BEGIN RECORDS TO USE
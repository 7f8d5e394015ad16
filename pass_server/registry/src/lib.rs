/*
 * Copyright (c) Huawei Technologies Co., Ltd. 2025. All rights reserved.
 * Wallet Pass Service is licensed under the Mulan PSL v2.
 * You can use this software according to the terms and conditions of the Mulan PSL v2.
 * You may obtain a copy of Mulan PSL v2 at:
 *     http://license.coscl.org.cn/MulanPSL2
 * THIS SOFTWARE IS PROVIDED ON AN "AS IS" BASIS, WITHOUT WARRANTIES OF ANY KIND, EITHER EXPRESS OR
 * IMPLIED, INCLUDING BUT NOT LIMITED TO NON-INFRINGEMENT, MERCHANTABILITY OR FIT FOR A PARTICULAR
 * PURPOSE.
 * See the Mulan PSL v2 for more details.
 */

//! Client side of the pass registry: the cached OAuth2 handshake and the
//! idempotent class/object upserts.

pub mod auth;
pub mod client;
pub mod error;
pub mod model;
pub mod retry;
pub mod transport;

pub use auth::{AuthClientCache, AuthenticatedClient, CredentialSource, FileCredentialSource, ServiceAccountCredentials};
pub use client::PassRegistryClient;
pub use error::{AuthError, RegistryError};
pub use model::{ObjectAttribute, ObjectState, WalletClassDescriptor, WalletObjectRecord};
pub use transport::{HttpRegistryTransport, RegistryMethod, RegistryRequest, RegistryResponse, RegistryTransport};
END RECORDS TO USE
• **PROBLEM TO SOLVE**:
Wherever the word "transport" turns up in a line of the entries above, copy that line.

• **RESULT OF THIS TASK**:
pub mod transport;
pub use transport::{HttpRegistryTransport, RegistryMethod, RegistryRequest, RegistryResponse, RegistryTransport};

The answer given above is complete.